Certain important considerations that weren't on the radar just a few years ago must be overlooked by finance pros and their clients with technology and international law changing the game faster than ever before. Below are some things that you should remember when it comes to asset management and estate planning.
1. Estate Tax Planning
Because of the $11.4 million exclusion for the estate tax, many people misunderstood with the thought that their heirs won't have to pay it and therefore they fail to plan for it. However, in 2025, this exclusion is set to revert to $5.5 million and the political leanings of Congress are where it depends whether it will go lower. A result in cents on the dollars being passed to heirs will be possible since retirement assets are estate-taxable and income taxable.
2. Before Letting Life Insurance Lapse, Check Your Options
To pay estate taxes back to the carrier, many seniors are surrendering the life insurance they bought with the situation that the estate tax exemption now worth $11 million for an individual and $22 million for a couple. Before surrendering the policy for little or no return on investment, it should be considered and valued as an option since most seniors' life insurance is much more valuable as a life settlement transaction.
3. Your Living Trust should be Funded
You need to fund the living trust that is prepared by an attorney in order to move your assets into the trust and avoid probate. Changes to terms and beneficiaries and move assets in and out will be possible with a revocable living trust. Changing the title on assets to the name of the living trust is the act of funding the trust.
4. Easy Simple Things
The way to reduce or avoid tax in the past was to set up a series of trust when a person died. However, when a loved one dies, the complexity of distributing assets into different legal structures was made easier by the current law.

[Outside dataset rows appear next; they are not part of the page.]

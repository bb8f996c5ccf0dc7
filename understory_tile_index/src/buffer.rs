// Copyright 2025 the Understory Authors
// SPDX-License-Identifier: Apache-2.0 OR MIT

//! Vertex attribute buffers addressed through stable generational handles.
//!
//! Collision entries need to reach back into the vertex data of the tile that
//! produced them in order to flip label visibility. Rather than holding offsets
//! into storage that may grow or be replaced, they hold a [`BufferRange`]
//! whose [`BufferKey`] is resolved through a [`BufferArena`]. A key whose
//! buffer was released resolves to nothing, so late toggles are no-ops.
//!
//! Every vertex record starts with a component whose lowest bit is the
//! visibility bit (`1` = visible). Vertex writers reserve that bit by storing
//! even values in the first component.

use alloc::vec::Vec;
use core::ops::Range;

/// Generational handle to a buffer in a [`BufferArena`].
#[derive(Copy, Clone, Debug, PartialEq, Eq, Hash, PartialOrd, Ord)]
pub struct BufferKey(u32, u32);

impl BufferKey {
    #[allow(
        clippy::cast_possible_truncation,
        reason = "Buffer keys use 32-bit slot indices; a display never holds 2^32 buffers."
    )]
    const fn new(idx: usize, generation: u32) -> Self {
        Self(idx as u32, generation)
    }

    const fn idx(self) -> usize {
        self.0 as usize
    }
}

/// A run of vertices `start..stop` inside one buffer.
#[derive(Copy, Clone, Debug, PartialEq, Eq)]
pub struct BufferRange {
    /// Buffer holding the vertices.
    pub buffer: BufferKey,
    /// First vertex.
    pub start: u32,
    /// One past the last vertex.
    pub stop: u32,
}

impl BufferRange {
    /// Vertex indices covered by the range.
    pub fn vertices(&self) -> Range<usize> {
        self.start as usize..self.stop as usize
    }
}

/// Interleaved `i16` vertex attributes with a fixed stride.
#[derive(Clone, Debug, Default, PartialEq, Eq)]
pub struct AttributeBuffer {
    data: Vec<i16>,
    stride: usize,
}

impl AttributeBuffer {
    /// Create an empty buffer whose vertices have `stride` components.
    pub fn new(stride: usize) -> Self {
        debug_assert!(stride > 0, "vertex stride must be positive");
        Self {
            data: Vec::new(),
            stride,
        }
    }

    /// Components per vertex.
    pub fn stride(&self) -> usize {
        self.stride
    }

    /// Raw interleaved data.
    pub fn data(&self) -> &[i16] {
        &self.data
    }

    /// Number of complete vertices.
    pub fn vertex_count(&self) -> usize {
        self.data.len().checked_div(self.stride).unwrap_or(0)
    }

    /// Append one vertex and return its index. Missing components are zero
    /// filled and extra ones are dropped.
    pub fn push_vertex(&mut self, components: &[i16]) -> u32 {
        let idx = self.vertex_count();
        for i in 0..self.stride {
            self.data.push(components.get(i).copied().unwrap_or(0));
        }
        #[allow(
            clippy::cast_possible_truncation,
            reason = "Tile buffers stay far below 2^32 vertices."
        )]
        let idx = idx as u32;
        idx
    }

    /// Visibility bit of a vertex, or `None` if out of bounds.
    pub fn is_visible(&self, vertex: usize) -> Option<bool> {
        self.data.get(vertex * self.stride).map(|v| v & 1 == 1)
    }

    /// Set the visibility bit of every vertex in `range`.
    ///
    /// Returns true if any bit changed. Out-of-bounds vertices are ignored.
    pub fn set_visible(&mut self, range: Range<usize>, visible: bool) -> bool {
        let mut changed = false;
        for vertex in range {
            let Some(v) = self.data.get_mut(vertex * self.stride) else {
                break;
            };
            if (*v & 1 == 1) != visible {
                *v ^= 1;
                changed = true;
            }
        }
        changed
    }
}

#[derive(Copy, Clone, Debug, PartialEq, Eq)]
enum Mark {
    Added,
    Updated,
}

#[derive(Clone, Debug)]
struct Entry {
    generation: u32,
    buffer: AttributeBuffer,
    mark: Option<Mark>,
}

/// Buffers that need a GPU-side action, returned by [`BufferArena::commit`].
#[derive(Clone, Debug, Default, PartialEq, Eq)]
pub struct Uploads {
    /// Buffers created since the last commit (full upload).
    pub added: Vec<BufferKey>,
    /// Buffers whose contents changed since the last commit (re-upload).
    pub updated: Vec<BufferKey>,
    /// Buffers released since the last commit (free GPU storage).
    pub released: Vec<BufferKey>,
}

impl Uploads {
    /// True if nothing needs to be uploaded or freed.
    pub fn is_empty(&self) -> bool {
        self.added.is_empty() && self.updated.is_empty() && self.released.is_empty()
    }
}

/// Slot arena of attribute buffers with generational keys and dirty tracking.
#[derive(Debug, Default)]
pub struct BufferArena {
    entries: Vec<Option<Entry>>,
    generations: Vec<u32>,
    free_list: Vec<usize>,
    released: Vec<BufferKey>,
}

impl BufferArena {
    /// Create an empty arena.
    pub fn new() -> Self {
        Self::default()
    }

    /// Number of live buffers.
    pub fn len(&self) -> usize {
        self.entries.iter().filter(|e| e.is_some()).count()
    }

    /// True if the arena holds no live buffer.
    pub fn is_empty(&self) -> bool {
        self.len() == 0
    }

    /// Store a buffer and return its handle.
    pub fn insert(&mut self, buffer: AttributeBuffer) -> BufferKey {
        let (idx, generation) = if let Some(idx) = self.free_list.pop() {
            let generation = self.generations[idx].saturating_add(1);
            self.generations[idx] = generation;
            (idx, generation)
        } else {
            self.entries.push(None);
            self.generations.push(1);
            (self.entries.len() - 1, 1)
        };
        self.entries[idx] = Some(Entry {
            generation,
            buffer,
            mark: Some(Mark::Added),
        });
        BufferKey::new(idx, generation)
    }

    /// Replace the contents behind a live key. Returns false for stale keys.
    pub fn replace(&mut self, key: BufferKey, buffer: AttributeBuffer) -> bool {
        let Some(e) = self.entry_mut(key) else {
            return false;
        };
        e.buffer = buffer;
        if e.mark.is_none() {
            e.mark = Some(Mark::Updated);
        }
        true
    }

    /// Release a buffer. Its key and every copy of it become stale.
    pub fn remove(&mut self, key: BufferKey) -> Option<AttributeBuffer> {
        let entry = self.entry_mut(key)?;
        let was_uploaded = !matches!(entry.mark, Some(Mark::Added));
        let entry = self.entries[key.idx()].take()?;
        self.free_list.push(key.idx());
        if was_uploaded {
            self.released.push(key);
        }
        Some(entry.buffer)
    }

    /// True if `key` refers to a live buffer.
    pub fn is_alive(&self, key: BufferKey) -> bool {
        self.get(key).is_some()
    }

    /// Resolve a key.
    pub fn get(&self, key: BufferKey) -> Option<&AttributeBuffer> {
        let e = self.entries.get(key.idx())?.as_ref()?;
        (e.generation == key.1).then_some(&e.buffer)
    }

    /// Current visibility of a range, read from its first vertex.
    pub fn is_range_visible(&self, range: &BufferRange) -> Option<bool> {
        self.get(range.buffer)?.is_visible(range.start as usize)
    }

    /// Flip the visibility bits of a range to `visible`.
    ///
    /// Returns `Some(true)` if any bit changed (the buffer is then marked for
    /// re-upload), `Some(false)` if it already matched, and `None` if the key is stale.
    pub fn set_range_visible(&mut self, range: &BufferRange, visible: bool) -> Option<bool> {
        let e = self.entry_mut(range.buffer)?;
        let changed = e.buffer.set_visible(range.vertices(), visible);
        if changed && e.mark.is_none() {
            e.mark = Some(Mark::Updated);
        }
        Some(changed)
    }

    /// Collect the pending upload list and reset dirty marks.
    pub fn commit(&mut self) -> Uploads {
        let mut uploads = Uploads {
            released: core::mem::take(&mut self.released),
            ..Uploads::default()
        };
        for (i, slot) in self.entries.iter_mut().enumerate() {
            let Some(entry) = slot.as_mut() else {
                continue;
            };
            match entry.mark.take() {
                Some(Mark::Added) => uploads.added.push(BufferKey::new(i, entry.generation)),
                Some(Mark::Updated) => uploads.updated.push(BufferKey::new(i, entry.generation)),
                None => {}
            }
        }
        uploads
    }

    fn entry_mut(&mut self, key: BufferKey) -> Option<&mut Entry> {
        let e = self.entries.get_mut(key.idx())?.as_mut()?;
        if e.generation != key.1 {
            return None;
        }
        Some(e)
    }
}

#[cfg(test)]
mod tests {
    use super::*;

    fn quad(buffer: &mut AttributeBuffer, visible: bool) -> Range<usize> {
        let bit = i16::from(visible);
        let start = buffer.push_vertex(&[10 | bit, 20]) as usize;
        for _ in 0..3 {
            buffer.push_vertex(&[30 | bit, 40]);
        }
        start..start + 4
    }

    #[test]
    fn toggles_only_when_different() {
        let mut buffer = AttributeBuffer::new(2);
        let r = quad(&mut buffer, false);
        assert!(buffer.set_visible(r.clone(), true));
        assert!(!buffer.set_visible(r.clone(), true), "second toggle is a no-op");
        assert_eq!(buffer.is_visible(3), Some(true));
        assert_eq!(buffer.data()[0], 11);
        assert!(buffer.set_visible(r, false));
        assert_eq!(buffer.data()[0], 10);
    }

    #[test]
    fn stale_keys_resolve_to_nothing() {
        let mut arena = BufferArena::new();
        let a = arena.insert(AttributeBuffer::new(2));
        assert!(arena.remove(a).is_some());
        let b = arena.insert(AttributeBuffer::new(2));
        assert!(!arena.is_alive(a));
        assert!(arena.is_alive(b));
        let stale = BufferRange {
            buffer: a,
            start: 0,
            stop: 4,
        };
        assert_eq!(arena.set_range_visible(&stale, true), None);
    }

    #[test]
    fn commit_reports_adds_updates_and_releases() {
        let mut arena = BufferArena::new();
        let mut buffer = AttributeBuffer::new(2);
        quad(&mut buffer, true);
        let key = arena.insert(buffer);
        let first = arena.commit();
        assert_eq!(first.added, [key]);
        assert!(arena.commit().is_empty());

        let range = BufferRange {
            buffer: key,
            start: 0,
            stop: 4,
        };
        assert_eq!(arena.set_range_visible(&range, true), Some(false));
        assert!(arena.commit().is_empty(), "unchanged bits do not dirty the buffer");
        assert_eq!(arena.set_range_visible(&range, false), Some(true));
        assert_eq!(arena.is_range_visible(&range), Some(false));
        assert_eq!(arena.commit().updated, [key]);

        arena.remove(key);
        assert_eq!(arena.commit().released, [key]);
    }

    #[test]
    fn removing_unuploaded_buffer_reports_nothing() {
        let mut arena = BufferArena::new();
        let key = arena.insert(AttributeBuffer::new(3));
        arena.remove(key);
        assert!(arena.commit().is_empty());
    }
}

5. Important Passwords should never be forgotten
Ideally, digital/cyber assets should be addressed. It would be less frustrating if you will create a book to store your passwords and knowing wishes in advance. Passwords for online banking, which includes bill pay and auto withdrawals; mobile devices such as laptops, cellphones, tablets. etc; social media profiles (Twitter, LinkedIn, Facebook, Instagram, etc.); and of course, email accounts.

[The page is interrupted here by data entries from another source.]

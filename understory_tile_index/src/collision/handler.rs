// Copyright 2025 the Understory Authors
// SPDX-License-Identifier: Apache-2.0 OR MIT

//! Collision handler: phase-1 bookkeeping and phase-2 scheduling.

use alloc::collections::{BTreeMap, BTreeSet};
use alloc::vec::Vec;
use core::marker::PhantomData;
use core::time::Duration;

use super::resolve::{Candidate, Sweep};
use super::{CollisionConfig, LayerTileKey, Resolution, ScreenView, TileBatch, TileCollisionCache};
use crate::backend::Backend;
use crate::backends::FlatVec;
use crate::buffer::BufferArena;
use crate::quadkey::{QuadkeyError, TileCoord, TileSize, tile_cache_key};

/// Owns the collision cache and decides when screen-space passes run.
///
/// `B` is the spatial backend used for the accepted-box sets of a pass.
/// Times are monotonic durations from any fixed origin chosen by the caller.
#[derive(Debug)]
pub struct CollisionHandler<B: Backend + Default = FlatVec> {
    config: CollisionConfig,
    cache: TileCollisionCache,
    in_progress: BTreeMap<LayerTileKey, usize>,
    deadline: Option<Duration>,
    _backend: PhantomData<fn() -> B>,
}

impl CollisionHandler<FlatVec> {
    /// Create a handler using the flat-vector backend.
    pub fn new(config: CollisionConfig) -> Self {
        Self::with_backend(config)
    }
}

6. Through an Inherited Roth, Increase your beneficiaries' tax-free income
From an inherited Roth, your family can enjoy a tax-free income. By December of the year after the owner dies and is based on their lifetime, the beneficiary required minimum distribution starts. Decades of tax-free income will be experienced for younger beneficiaries. Additionally, paying taxes now may leave a larger nest egg for the future since you/your client's tax bracket may be lower than the beneficiaries.
7. Donate
Consider giving out to causes you trust in a portion of your estate. While you are alive and upon your death, your support can always be used by good organizations. To name a charity as a beneficiary of your IRA is one of the simple strategies you can do. Your heirs' federal and state income tax will be saved by this when they withdraw IRAs they inherit.
8. Have a Trust Protector
Once you die, your trust language is more than likely permanent, well despite the fact that change is the only constant thing in the world. Maintaining the intent of your trust even after you pass on will be made possible by a trust protector. A trust protector are given powers including making amendments to the trust as a result of a change in law, removing and replacing a trustee, resolving disputes between multiple trustees and more.
It is better to consult a professional if you feel hesitant about your future decision. It is always to be prepared for the future. It is now or never.